//! Databases CLI command
//!
//! Lists the databases each configured server would back up, after the
//! server's `db_regex` filter is applied.

use std::path::PathBuf;

use clap::Args;

use crate::config::paths::resolve_config_path;
use crate::config::Settings;
use crate::display::format_database_list;
use crate::error::{BackupError, Result};
use crate::source::influx::build_client;
use crate::source::list_databases;

/// Arguments for `influxdb-backup databases`
#[derive(Args, Debug, Clone)]
pub struct DatabasesArgs {
    /// Configuration file [default: ~/.influxdb_backup.yaml]
    #[arg(short, long, value_name = "FILE")]
    pub config: Option<PathBuf>,

    /// Only query this server
    #[arg(short, long)]
    pub server: Option<String>,
}

/// Handle the databases command
pub async fn handle_databases_command(args: &DatabasesArgs) -> Result<()> {
    let config_path = resolve_config_path(args.config.as_deref())?;
    let settings = Settings::load(&config_path)?;

    if let Some(name) = &args.server {
        if !settings.servers.contains_key(name) {
            return Err(BackupError::config(format!(
                "server '{}' is not configured in {}",
                name,
                config_path.display()
            )));
        }
    }

    let selected = settings
        .servers
        .iter()
        .filter(|(name, _)| args.server.as_ref().map_or(true, |wanted| wanted == *name));

    for (name, server) in selected {
        let client = build_client(server)?;
        let databases = list_databases(&client, server).await?;
        print!("{}", format_database_list(name, &databases));
    }

    Ok(())
}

····················

* TASK GOAL: Take the line that contains "let config_path = resolve_config_path(args.config.as_deref())?;" and each line after it down to the last of the records, and retype them exactly; add nothing else.

* WRITTEN SOLUTION:
    let config_path = resolve_config_path(args.config.as_deref())?;
    let settings = Settings::load(&config_path)?;

    if let Some(name) = &args.server {
        if !settings.servers.contains_key(name) {
            return Err(BackupError::config(format!(
                "server '{}' is not configured in {}",
                name,
                config_path.display()
            )));
        }
    }

    let selected = settings
        .servers
        .iter()
        .filter(|(name, _)| args.server.as_ref().map_or(true, |wanted| wanted == *name));

    for (name, server) in selected {
        let client = build_client(server)?;
        let databases = list_databases(&client, server).await?;
        print!("{}", format_database_list(name, &databases));
    }

    Ok(())
}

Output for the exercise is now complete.